ところが、レジメンの略語しか書かれておらず、実際の薬剤名すら書かれていませんでした。わたしは、知っていたので、意味はわかりましたが、抗がん剤など扱ったことのない医者なら、ちんぷんかんぷんです。ましてや、薬の相互作用を考えると安易に薬も出せないと思います。大がかりな治療をしているわけで、その間は主治医が全責任を取るべきだと思います。専門じゃなければわからないのであれば、主治医自らお伺いを立てに、患者に同行してもいいはずです。
抗がん剤と言う大変な治療を受けていて、からだが一番しんどい時期に、別の医療機関に行くように指示し、それも自分で探すように指示するなど、患者のことを考えてないとしか言いようがありません。自分は何も動くことなく、患者だけに指示するなど、もってのほかだと思います。
昔は、外科、内科、麻酔科、病理、検査技師に至るまで、全体でのカンファレンスを行っていました。ひとりひとりの患者の全部の経過をみんなで考えたものです。失敗があったとしても、なぜそうなったかをみんなで考えました。二度と同じことを繰り返さないためです。そういったカンファレンスは、科を超えて、知り合いになれるので、お互い相談しやすくなります。些細な事なら、電話してまで聞けませんが、カンファレンスで隣の席になった時なら聞きやすいのです。
いまさら聞けない○○と言う検査の本が出ているのを知りました。みんな、同じこと考えているんだなと思いました。ちゃんとした教科書には書けないけど、こんなコツがあるよと言うのは、昔は言葉で伝えたものです。
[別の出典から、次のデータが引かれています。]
//! The lock shared by the benchmark workers.
//!
//! [`ExclusiveBuffer`] owns buffer A behind a mutex. A worker enters its
//! critical section with [`ExclusiveBuffer::enter`] and holds the returned
//! [`CriticalSection`] for its whole run; dropping it releases the lock on
//! every exit path, including early error returns.
//!
//! The buffer also counts concurrent holders and records when each critical
//! section was entered and left, so callers can check that two sections
//! never overlapped.

use std::ops::{Deref, DerefMut};
use std::sync::atomic::{AtomicUsize, Ordering};
use std::sync::{Mutex, MutexGuard, PoisonError};
use std::time::Instant;

use crate::bench::Label;
use crate::error::{BenchError, Result};

/// Wall-clock interval one worker held the lock.
#[derive(Debug, Clone, Copy, PartialEq, Eq)]
pub struct CriticalSpan {
    pub label: Label,
    pub entered: Instant,
    pub left: Instant,
}

impl CriticalSpan {
    pub fn overlaps(&self, other: &CriticalSpan) -> bool {
        self.entered < other.left && other.entered < self.left
    }
}

/// Buffer A with its lock and holder bookkeeping.
#[derive(Debug)]
pub struct ExclusiveBuffer {
    data: Mutex<Vec<f32>>,
    holders: AtomicUsize,
    peak_holders: AtomicUsize,
    spans: Mutex<Vec<CriticalSpan>>,
}

impl ExclusiveBuffer {
    pub fn new(data: Vec<f32>) -> Self {
        Self {
            data: Mutex::new(data),
            holders: AtomicUsize::new(0),
            peak_holders: AtomicUsize::new(0),
            spans: Mutex::new(Vec::new()),
        }
    }

    /// A buffer of `len` copies of `value`.
    pub fn filled(len: usize, value: f32) -> Self {
        Self::new(vec![value; len])
    }

    /// Blocks until the lock is free, then enters the critical section.
    pub fn enter(&self, label: Label) -> Result<CriticalSection<'_>> {
        tracing::debug!(%label, "waiting for shared buffer");

        let guard = self.data.lock().map_err(|_| BenchError::LockPoisoned)?;

        let holders = self.holders.fetch_add(1, Ordering::SeqCst) + 1;
        self.peak_holders.fetch_max(holders, Ordering::SeqCst);

        tracing::debug!(%label, holders, "entered critical section");

        Ok(CriticalSection {
            guard,
            owner: self,
            label,
            entered: Instant::now(),
        })
    }

    /// Highest number of simultaneous holders observed so far.
    pub fn peak_holders(&self) -> usize {
        self.peak_holders.load(Ordering::SeqCst)
    }

    /// Completed critical sections, in the order they were left.
    pub fn spans(&self) -> Vec<CriticalSpan> {
        self.spans
            .lock()
            .unwrap_or_else(PoisonError::into_inner)
            .clone()
    }

    /// Consumes the lock and returns the buffer.
    pub fn into_inner(self) -> Result<Vec<f32>> {
        self.data.into_inner().map_err(|_| BenchError::LockPoisoned)
    }
}

/// Exclusive access to buffer A for one worker.
///
/// Dereferences to the buffer slice.
#[derive(Debug)]
pub struct CriticalSection<'a> {
    guard: MutexGuard<'a, Vec<f32>>,
    owner: &'a ExclusiveBuffer,
    label: Label,
    entered: Instant,
}

impl CriticalSection<'_> {
    pub fn label(&self) -> Label {
        self.label
    }
}

impl Deref for CriticalSection<'_> {
    type Target = [f32];

    fn deref(&self) -> &[f32] {
        &self.guard
    }
}

impl DerefMut for CriticalSection<'_> {
    fn deref_mut(&mut self) -> &mut [f32] {
        &mut self.guard
    }
}

impl Drop for CriticalSection<'_> {
    // Runs before the guard field is dropped, so the bookkeeping happens while
    // the lock is still held.
    fn drop(&mut self) {
        let span = CriticalSpan {
            label: self.label,
            entered: self.entered,
            left: Instant::now(),
        };
        self.owner
            .spans
            .lock()
            .unwrap_or_else(PoisonError::into_inner)
            .push(span);
        self.owner.holders.fetch_sub(1, Ordering::SeqCst);

        tracing::debug!(label = %self.label, "left critical section");
    }
}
でも、今はそれが減っているのでしょうね。いまさら聞けないのではなくて、聞こうとしないからそういう本が出るんだと思います。
日本はもう駄目だ、そんな言葉を周りからたびたび聞くようになりました。でも、私はすでに何年も前からそれを感じています。なんとかならないのか、日々そんなことを考えてしまいます。